Task item – Go through each line of the records below and count those with the word "ThumbnailsConfig". Give only the count.

-*-*-

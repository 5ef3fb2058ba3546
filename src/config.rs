//! Pipeline configuration module.
//!
//! Handles loading, validating, and merging `darkroom.toml` files. Stock
//! defaults are the base layer; a user file only needs the keys it changes.
//!
//! ## Config File Location
//!
//! The CLI reads `darkroom.toml` from the working directory, or the file
//! passed with `--config`.
//!
//! ## Configuration Options
//!
//! ```toml
//! # All options are optional - defaults shown below
//!
//! [export]
//! small_pixels = 6000         # Pixel budget of the "small" preset
//! medium_pixels = 200000      # Pixel budget of the "medium" preset
//! large_pixels = 1000000      # Pixel budget of the "large" preset
//!
//! [thumbnails]
//! directory = "thumbnails"    # Where <photo id>.<ext> files are stored
//! max_width = 1024            # Bounding box for grid thumbnails
//! max_height = 320
//! format = "webp"             # jpg, webp or png
//! quality = 0.92              # 0.0-1.0, ignored for png
//!
//! [metadata]
//! tool = "exiftool"           # Program that copies tags onto exports
//! timeout_secs = 30           # Kill the tool after this long
//!
//! [render]
//! delegate = false            # Run renders on a dedicated render task
//! ```
//!
//! Unknown keys are rejected to catch typos early.

use crate::types::OutputFormat;
use serde::{Deserialize, Serialize};
use std::fs;
use std::path::{Path, PathBuf};
use std::time::Duration;
use thiserror::Error;

/// File name looked up by [`load_config`].
pub const CONFIG_FILE_NAME: &str = "darkroom.toml";

#[derive(Error, Debug)]
pub enum ConfigError {
    #[error("IO error: {0}")]
    Io(#[from] std::io::Error),
    #[error("TOML parse error: {0}")]
    Toml(#[from] toml::de::Error),
    #[error("TOML serialize error: {0}")]
    Serialize(#[from] toml::ser::Error),
    #[error("Config validation error: {0}")]
    Validation(String),
}

/// Pipeline configuration loaded from `darkroom.toml`.
///
/// All fields have sensible defaults. Unknown keys are rejected.
#[derive(Debug, Clone, Default, PartialEq, Serialize, Deserialize)]
#[serde(default, deny_unknown_fields)]
pub struct PipelineConfig {
    /// Pixel budgets of the export size presets.
    pub export: ExportConfig,
    /// Thumbnail storage and encoding.
    pub thumbnails: ThumbnailsConfig,
    /// External metadata propagation tool.
    pub metadata: MetadataToolConfig,
    /// Where renders run.
    pub render: RenderConfig,
}

impl PipelineConfig {
    /// Validate config values are within acceptable ranges.
    pub fn validate(&self) -> Result<(), ConfigError> {
        let e = &self.export;
        if e.small_pixels == 0 || e.medium_pixels == 0 || e.large_pixels == 0 {
            return Err(ConfigError::Validation(
                "export pixel budgets must be non-zero".into(),
            ));
        }
        if !(e.small_pixels <= e.medium_pixels && e.medium_pixels <= e.large_pixels) {
            return Err(ConfigError::Validation(
                "export budgets must satisfy small <= medium <= large".into(),
            ));
        }
        if self.thumbnails.max_width == 0 || self.thumbnails.max_height == 0 {
            return Err(ConfigError::Validation(
                "thumbnails.max_width and max_height must be non-zero".into(),
            ));
        }
        if !(0.0..=1.0).contains(&self.thumbnails.quality) {
            return Err(ConfigError::Validation(
                "thumbnails.quality must be 0.0-1.0".into(),
            ));
        }
        if self.metadata.tool.trim().is_empty() {
            return Err(ConfigError::Validation(
                "metadata.tool must not be empty".into(),
            ));
        }
        if self.metadata.timeout_secs == 0 {
            return Err(ConfigError::Validation(
                "metadata.timeout_secs must be at least 1".into(),
            ));
        }
        Ok(())
    }
}

/// Export size presets, as maximum pixel counts.
#[derive(Debug, Clone, PartialEq, Serialize, Deserialize)]
#[serde(default, deny_unknown_fields)]
pub struct ExportConfig {
    pub small_pixels: u64,
    pub medium_pixels: u64,
    pub large_pixels: u64,
}

impl Default for ExportConfig {
    fn default() -> Self {
        Self {
            small_pixels: 6_000,
            medium_pixels: 200_000,
            large_pixels: 1_000_000,
        }
    }
}

/// Thumbnail settings.
#[derive(Debug, Clone, PartialEq, Serialize, Deserialize)]
#[serde(default, deny_unknown_fields)]
pub struct ThumbnailsConfig {
    pub directory: PathBuf,
    pub max_width: u32,
    pub max_height: u32,
    pub format: OutputFormat,
    pub quality: f32,
}

impl Default for ThumbnailsConfig {
    fn default() -> Self {
        Self {
            directory: PathBuf::from("thumbnails"),
            max_width: 1024,
            max_height: 320,
            format: OutputFormat::Webp,
            quality: 0.92,
        }
    }
}

/// External metadata tool settings.
#[derive(Debug, Clone, PartialEq, Serialize, Deserialize)]
#[serde(default, deny_unknown_fields)]
pub struct MetadataToolConfig {
    pub tool: String,
    pub timeout_secs: u64,
}

impl MetadataToolConfig {
    pub fn timeout(&self) -> Duration {
        Duration::from_secs(self.timeout_secs)
    }
}

impl Default for MetadataToolConfig {
    fn default() -> Self {
        Self {
            tool: "exiftool".to_string(),
            timeout_secs: 30,
        }
    }
}

/// Render placement.
#[derive(Debug, Clone, Default, PartialEq, Serialize, Deserialize)]
#[serde(default, deny_unknown_fields)]
pub struct RenderConfig {
    /// When set, renders are sent over a channel to a dedicated render task
    /// instead of running inline on the blocking pool.
    pub delegate: bool,
}

// =============================================================================
// Config loading, merging, and validation
// =============================================================================

/// Returns the stock default config as a `toml::Value::Table`.
///
/// This is the canonical representation of all default values, used as the
/// base layer for merging user overrides on top.
pub fn stock_defaults_value() -> Result<toml::Value, ConfigError> {
    Ok(toml::Value::try_from(PipelineConfig::default())?)
}

/// Recursively merge `overlay` on top of `base`.
///
/// - Tables are merged key-by-key (overlay keys override base keys).
/// - Non-table values in overlay replace base values entirely.
/// - Keys in base that are not in overlay are preserved.
pub fn merge_toml(base: toml::Value, overlay: toml::Value) -> toml::Value {
    match (base, overlay) {
        (toml::Value::Table(mut base_table), toml::Value::Table(overlay_table)) => {
            for (key, overlay_val) in overlay_table {
                let merged = match base_table.remove(&key) {
                    Some(base_val) => merge_toml(base_val, overlay_val),
                    None => overlay_val,
                };
                base_table.insert(key, merged);
            }
            toml::Value::Table(base_table)
        }
        (_, overlay) => overlay,
    }
}

/// Load a config file as a raw TOML value.
///
/// Returns `Ok(None)` if the file does not exist.
/// Returns `Err` if the file exists but contains invalid TOML.
pub fn load_raw_config(config_path: &Path) -> Result<Option<toml::Value>, ConfigError> {
    if !config_path.exists() {
        return Ok(None);
    }
    let content = fs::read_to_string(config_path)?;
    let value: toml::Value = toml::from_str(&content)?;
    Ok(Some(value))
}

/// Merge an optional overlay onto the stock defaults, then deserialize and
/// validate.
pub fn resolve_config(overlay: Option<toml::Value>) -> Result<PipelineConfig, ConfigError> {
    let base = stock_defaults_value()?;
    let merged = match overlay {
        Some(ov) => merge_toml(base, ov),
        None => base,
    };
    let config: PipelineConfig = merged.try_into()?;
    config.validate()?;
    Ok(config)
}

/// Load config from [`CONFIG_FILE_NAME`] in the given directory.
///
/// Merges user values on top of stock defaults, rejects unknown keys,
/// and validates the result.
pub fn load_config(dir: &Path) -> Result<PipelineConfig, ConfigError> {
    load_config_file(&dir.join(CONFIG_FILE_NAME))
}

/// Like [`load_config`], for an explicit file path.
pub fn load_config_file(path: &Path) -> Result<PipelineConfig, ConfigError> {
    resolve_config(load_raw_config(path)?)
}

/// Returns a fully-commented stock `darkroom.toml` with all keys and explanations.
///
/// Used by the `gen-config` CLI command.
pub fn stock_config_toml() -> &'static str {
    r##"# Darkroom Configuration
# ======================
#
# All settings are optional. Remove or comment out any you don't need.
# Values shown below are the defaults.
#
# Unknown keys will cause an error.

# ---------------------------------------------------------------------------
# Export size presets
# ---------------------------------------------------------------------------
# Presets cap the total pixel count of the exported image. Aspect ratio is
# preserved and images are never upscaled.
[export]
small_pixels = 6000
medium_pixels = 200000
large_pixels = 1000000

# ---------------------------------------------------------------------------
# Thumbnails
# ---------------------------------------------------------------------------
# One file per photo, named <photo id>.<format>. Existing files are reused;
# delete them to force regeneration after an edit.
[thumbnails]
directory = "thumbnails"

# Bounding box for the grid view. The image is scaled to fit inside it.
max_width = 1024
max_height = 320

# Output format: "jpg", "webp" or "png".
format = "webp"

# Encoding quality from 0.0 to 1.0 (ignored for png).
quality = 0.92

# ---------------------------------------------------------------------------
# Metadata propagation
# ---------------------------------------------------------------------------
# When an export asks for metadata, this program copies all tags from the
# master onto the exported file:
#   <tool> -charset utf8 -overwrite_original -tagsFromFile <master> <export>
# A failure is logged and the export is kept.
[metadata]
tool = "exiftool"

# Kill the tool if it runs longer than this many seconds.
timeout_secs = 30

# ---------------------------------------------------------------------------
# Rendering
# ---------------------------------------------------------------------------
[render]
# Send render jobs to a dedicated render task over a channel instead of
# running them inline.
delegate = false
"##
}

-*-*-

Result – 3